The Kittlitz’s murrelet, nicknamed KIMU, has breeding plumage that blends in with the rocky environment so well that it’s nearly impossible to spot as it sits incubating without flushing the bird. Once the egg has hatched finding nests is even more difficult because the growing chick is left alone in the nest bowl for most of the remainder of its time on the rocky slopes. Both adults share in the incubation and rearing responsibilities of the chick. Parents provision the fast growing young with fish from the ocean visiting the chick briefly during times when they will be less likely to give away the location of the nest (early morning, late evening, and in foggy weather conditions). Small motion-sensitive cameras painted to blend in with the surrounding habitat provide valuable data on feeding rate, diet composition, and evidence of nest fate. With these cameras biologists are able to monitor the chronology of the nesting murrelets from discovery to fledge. The Biologists also conduct three nest checks when chicks are between four and 22 days of age to obtain growth rate data to better understand the uniquely rapid growth rate of KIMU young. The availability of high quality forage fish is expected to have an impact on the success of this bird species. The faster chicks grow the sooner they can get out to the ocean away from their main terrestrial predator, red fox, which have had a huge impact on nest success in this study. Depredation of nests has been much lower the past two years of the project, and one hypothesis for this is that the tundra vole and/or ptarmigan population could offer enough sustenance to keep foxes in low elevation areas away from murrelets. On our Kodiak study sites, KIMU appear to avoid areas of high predator concentrations by nesting in a biological desert low in the soil nutrients necessary to sustain vegetation growth. A year with low vole or ptarmigan numbers could result in foxes expanding their range to these rugged higher elevation habitats in search of alternative prey sources, like KIMU chicks.

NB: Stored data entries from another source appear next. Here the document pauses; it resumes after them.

mod vector;
mod matrix;

pub use vector::Vector2;
pub use matrix::Matrix2;

/// Constant for a very small number, used for comparisons
pub const EPSILON: f64 = 1.0e-12;

/// Returns true if the two floating point values are approximately equal
#[inline]
pub fn approx_eq(a: f64, b: f64) -> bool {
    (a - b).abs() < EPSILON
}

/// Returns true if the value is approximately zero
#[inline]
pub fn approx_zero(a: f64) -> bool {
    a.abs() < EPSILON
}

/// Clamps a value between a minimum and maximum value
#[inline]
pub fn clamp(value: f64, min: f64, max: f64) -> f64 {
    value.max(min).min(max)
}

/// Linearly interpolates between two values
#[inline]
pub fn lerp(a: f64, b: f64, t: f64) -> f64 {
    a + (b - a) * t
}

/// Converts degrees to radians
#[inline]
pub fn to_radians(degrees: f64) -> f64 {
    degrees * std::f64::consts::PI / 180.0
}

/// Converts radians to degrees
#[inline]
pub fn to_degrees(radians: f64) -> f64 {
    radians * 180.0 / std::f64::consts::PI
}
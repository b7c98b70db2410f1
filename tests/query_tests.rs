use approx::assert_relative_eq;
use phys2d::explosions::{Explosion, ProximityExplosion, RaycastExplosion};
use phys2d::joints::{Joint, JointToPoint};
use phys2d::math::Vector2;
use phys2d::rays::{Ray, ShadowCasting};
use phys2d::shapes::{Circle, Polygon, Shape};
use phys2d::RigidBody;

fn square_body(half_extent: f64, position: Vector2) -> RigidBody {
    let square = Polygon::rectangle(half_extent, half_extent).unwrap();
    RigidBody::new(Shape::Polygon(square), position)
}

fn circle_body(radius: f64, position: Vector2) -> RigidBody {
    let circle = Circle::new(radius).unwrap();
    RigidBody::new(Shape::Circle(circle), position)
}

#[test]
fn test_ray_hits_square_face() {
    let bodies = vec![square_body(1.0, Vector2::zero())];
    let mut ray = Ray::new(Vector2::new(-5.0, 0.0), Vector2::new(1.0, 0.0), 10.0);

    let info = ray.update_projection(&bodies).expect("ray should hit");
    assert_eq!(info.body, 0);
    assert_relative_eq!(info.coordinates.x, -1.0, epsilon = 1e-12);
    assert_relative_eq!(info.coordinates.y, 0.0, epsilon = 1e-12);
}

#[test]
fn test_ray_hits_near_side_of_circle() {
    let bodies = vec![circle_body(1.0, Vector2::zero())];
    let mut ray = Ray::new(Vector2::new(-5.0, 0.0), Vector2::new(1.0, 0.0), 10.0);

    let info = ray.update_projection(&bodies).expect("ray should hit");
    assert_eq!(info.body, 0);
    // Near intersection, not the far side at (1, 0)
    assert_relative_eq!(info.coordinates.x, -1.0, epsilon = 1e-12);
    assert_relative_eq!(info.coordinates.y, 0.0, epsilon = 1e-12);
}

#[test]
fn test_ray_misses() {
    let bodies = vec![square_body(1.0, Vector2::new(0.0, 10.0))];
    let mut ray = Ray::new(Vector2::new(-5.0, 0.0), Vector2::new(1.0, 0.0), 10.0);
    assert!(ray.update_projection(&bodies).is_none());

    // Out of range counts as a miss
    let bodies = vec![square_body(1.0, Vector2::new(50.0, 0.0))];
    assert!(ray.update_projection(&bodies).is_none());

    // A stale hit is discarded on re-evaluation
    let bodies = vec![square_body(1.0, Vector2::zero())];
    assert!(ray.update_projection(&bodies).is_some());
    assert!(ray.update_projection(&[]).is_none());
    assert!(ray.information().is_none());
}

#[test]
fn test_ray_keeps_nearest_hit() {
    let bodies = vec![
        square_body(1.0, Vector2::new(8.0, 0.0)),
        square_body(1.0, Vector2::new(3.0, 0.0)),
    ];
    let mut ray = Ray::new(Vector2::zero(), Vector2::new(1.0, 0.0), 20.0);

    let info = ray.update_projection(&bodies).expect("ray should hit");
    assert_eq!(info.body, 1);
    assert_relative_eq!(info.coordinates.x, 2.0, epsilon = 1e-12);
}

#[test]
fn test_ray_from_angle() {
    let bodies = vec![square_body(1.0, Vector2::new(5.0, 0.0))];
    let mut ray = Ray::from_angle(Vector2::zero(), 0.0, 10.0);
    let info = ray.update_projection(&bodies).expect("ray should hit");
    assert_relative_eq!(info.coordinates.x, 4.0, epsilon = 1e-9);
}

#[test]
fn test_shadow_casting_polygon_fan() {
    let bodies = vec![square_body(1.0, Vector2::new(5.0, 0.0))];
    let mut shadows = ShadowCasting::new(Vector2::zero(), 100.0);
    shadows.update_projections(&bodies);

    // Three jittered rays per vertex
    assert_eq!(shadows.no_of_rays(), 4 * 3);

    // The fan is sorted by descending emission angle
    let angles: Vec<f64> = shadows.ray_data().iter().map(|r| r.angle()).collect();
    for pair in angles.windows(2) {
        assert!(pair[0] >= pair[1]);
    }
}

#[test]
fn test_shadow_casting_circle_tangents() {
    let bodies = vec![circle_body(1.0, Vector2::new(5.0, 0.0))];
    let mut shadows = ShadowCasting::new(Vector2::zero(), 100.0);
    shadows.update_projections(&bodies);

    // Two silhouette tangents, three rays each
    assert_eq!(shadows.no_of_rays(), 2 * 3);

    // The tangent bearings straddle the direct bearing to the centre
    let expected = (1.0f64 / 5.0).asin();
    let angles: Vec<f64> = shadows.ray_data().iter().map(|r| r.angle()).collect();
    assert_relative_eq!(angles[0], expected, epsilon = 2e-3);
    assert_relative_eq!(angles[angles.len() - 1], -expected, epsilon = 2e-3);
}

#[test]
fn test_shadow_casting_viewpoint_inside_body_is_empty() {
    let bodies = vec![
        square_body(1.0, Vector2::new(5.0, 0.0)),
        square_body(2.0, Vector2::zero()),
    ];
    let mut shadows = ShadowCasting::new(Vector2::zero(), 100.0);
    shadows.update_projections(&bodies);
    assert_eq!(shadows.no_of_rays(), 0);
}

#[test]
fn test_shadow_casting_no_bodies_is_empty() {
    let mut shadows = ShadowCasting::new(Vector2::zero(), 100.0);
    shadows.update_projections(&[]);
    assert_eq!(shadows.no_of_rays(), 0);
}

#[test]
fn test_slack_joint_has_no_tension() {
    let body = circle_body(1.0, Vector2::zero());
    let joint = JointToPoint::new(
        &body,
        Vector2::new(0.0, 5.0),
        10.0,
        2000.0,
        500.0,
        true,
        Vector2::zero(),
    );
    // Separation (5) is below the natural length (10) and the joint can go
    // slack, so the constants are irrelevant
    assert_eq!(joint.calculate_tension(&body), 0.0);

    let mut joint = Joint::ToPoint(joint);
    let mut body = body;
    joint.apply_tension(&mut body);
    assert!(body.linear_velocity().is_zero());
    assert_eq!(body.angular_velocity(), 0.0);
}

#[test]
fn test_taut_joint_tension_and_impulse() {
    let mut body = circle_body(1.0, Vector2::zero());
    let spring_constant = 3.0;
    let natural_length = 2.0;
    let mut joint = JointToPoint::new(
        &body,
        Vector2::new(10.0, 0.0),
        natural_length,
        spring_constant,
        7.0,
        false,
        Vector2::zero(),
    );

    // Body at rest: pure Hooke's-law tension
    let tension = joint.calculate_tension(&body);
    assert_relative_eq!(tension, spring_constant * (10.0 - natural_length));

    joint.apply_tension(&mut body);
    let expected_speed = tension * body.inv_mass();
    assert_relative_eq!(body.linear_velocity().x, expected_speed, epsilon = 1e-12);
    assert_relative_eq!(body.linear_velocity().y, 0.0, epsilon = 1e-12);
    // Impulse through the centre of mass produces no spin
    assert_relative_eq!(body.angular_velocity(), 0.0, epsilon = 1e-12);
}

#[test]
fn test_joint_damping_tracks_extension_rate() {
    let mut body = circle_body(1.0, Vector2::zero());
    // Moving toward the anchor: the extension is shrinking
    body.set_linear_velocity(Vector2::new(1.0, 0.0));
    let joint = JointToPoint::new(
        &body,
        Vector2::new(10.0, 0.0),
        2.0,
        3.0,
        7.0,
        false,
        Vector2::zero(),
    );

    assert_relative_eq!(joint.rate_of_change_of_extension(&body), -1.0);
    assert_relative_eq!(joint.calculate_tension(&body), 3.0 * 8.0 + 7.0 * -1.0);
}

#[test]
fn test_proximity_explosion_inclusive_boundary() {
    let bodies = vec![
        circle_body(1.0, Vector2::new(5.0, 0.0)),
        circle_body(1.0, Vector2::new(5.0 + 1e-9, 0.0)),
        circle_body(1.0, Vector2::new(0.0, -3.0)),
    ];
    let mut explosion = ProximityExplosion::new(Vector2::zero(), 5.0);
    explosion.update(&bodies);

    // Exactly at the boundary is in; just past it is out
    assert_eq!(explosion.bodies_affected(), &[0, 2]);
}

#[test]
fn test_proximity_explosion_impulse_at_centre_of_mass() {
    let mut bodies = vec![circle_body(1.0, Vector2::new(2.0, 0.0))];
    let mut explosion = Explosion::Proximity(ProximityExplosion::new(Vector2::zero(), 10.0));
    explosion.update(&bodies);
    explosion.apply_blast_impulse(&mut bodies, 10.0);

    // power / distance = 5 along +x, at the centre: no spin
    let expected_speed = 5.0 * bodies[0].inv_mass();
    assert_relative_eq!(bodies[0].linear_velocity().x, expected_speed, epsilon = 1e-12);
    assert_relative_eq!(bodies[0].linear_velocity().y, 0.0, epsilon = 1e-12);
    assert_eq!(bodies[0].angular_velocity(), 0.0);
}

#[test]
fn test_proximity_explosion_zero_distance_aborts_application() {
    // First body sits exactly on the epicentre: the impulse pass stops there
    let mut bodies = vec![
        circle_body(1.0, Vector2::zero()),
        circle_body(1.0, Vector2::new(2.0, 0.0)),
    ];
    let mut explosion = ProximityExplosion::new(Vector2::zero(), 10.0);
    explosion.update(&bodies);
    assert_eq!(explosion.bodies_affected().len(), 2);

    explosion.apply_blast_impulse(&mut bodies, 10.0);
    assert!(bodies[0].linear_velocity().is_zero());
    assert!(bodies[1].linear_velocity().is_zero());
}

#[test]
fn test_raycast_explosion_applies_impulse_at_hit_point() {
    // Square spanning x in [9, 11], y in [-0.5, 1.5]: only the ray along +x
    // reaches it, striking the left face below the centre of mass
    let mut bodies = vec![square_body(1.0, Vector2::new(10.0, 0.5))];
    let mut explosion = RaycastExplosion::new(Vector2::zero(), 32, 100.0).unwrap();
    explosion.update(&bodies);

    assert_eq!(explosion.rays_in_contact().len(), 1);
    let hit = explosion.rays_in_contact()[0];
    assert_eq!(hit.body, 0);
    assert_relative_eq!(hit.coordinates.x, 9.0, epsilon = 1e-6);
    assert_relative_eq!(hit.coordinates.y, 0.0, epsilon = 1e-6);

    explosion.apply_blast_impulse(&mut bodies, 18.0);
    // Impulse magnitude power / distance = 2 along +x
    assert_relative_eq!(
        bodies[0].linear_velocity().x,
        2.0 * bodies[0].inv_mass(),
        epsilon = 1e-6
    );
    // The hit point is offset from the centre, so the body spins
    assert!(bodies[0].angular_velocity() > 0.0);
}

#[test]
fn test_raycast_explosion_epicentre_reseats_rays() {
    let mut explosion = RaycastExplosion::new(Vector2::zero(), 8, 50.0).unwrap();
    let moved = Vector2::new(3.0, -4.0);
    explosion.set_epicentre(moved);
    assert_eq!(explosion.epicentre(), moved);

    // The scatter only reaches bodies from its new origin
    let bodies = vec![circle_body(1.0, Vector2::new(3.0, 20.0))];
    explosion.update(&bodies);
    assert!(!explosion.rays_in_contact().is_empty());
}

#[test]
fn test_raycast_explosion_rejects_zero_rays() {
    assert!(RaycastExplosion::new(Vector2::zero(), 0, 10.0).is_err());
}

For the KIMU crew every day was special in such an amazing place, but a day when a nest was discovered created an unforgettable memory. Spending hundreds of hours side-sloping in the ultramaphic rock in hopes of seeing the outer white retrices indicative of this species was all the motivation the crew needed. Special moments from this season included a day of discovering two nests within an hour of each other and finding a hatching egg. These findings contributed to the season total of 17 nests which is about average for the project over the six years. What wasn’t typical was the nest success. In the first four years of the study there where 53 nests found of which only nine fledged for a 17% success rate. In the past two seasons (2012 & 2013) the nesting success has improved reaching nearly fifty percent with eight of the 17 birds fledging this year. Biologist are breathing a little easier after seeing this increase in hopes that these numbers can help sustain the population from further declines. Still there is much that needs to be revealed about the population of this rare seabird. Since the projects start in 2008 the refuge has nearly quadrupled the total number of nests ever recorded. The Kodiak National Wildlife Refuge Kittlitz’s murrelet project is the only one of its kind providing crucial information on the ecology of one of the least studied birds in North America. With 95% of the population residing in Alaska the insight this study provides is priceless.

The success of this field season would not have been possible without the hard work and dedication of volunteers Tamara Payton and Danny Raleigh. Other valuable contributions to the project include: Jim Lovvorn, Bill Pyle, John Piatt, James Lawonn, Lisa Hupp, and the staff of the Kodiak National Wildlife Refuge. A big thanks needs to go out to the National Fish and Wildlife Foundation Alaska Fish and Wildlife Grant for providing funding to continue the project for the 2013 and 2014 field seasons.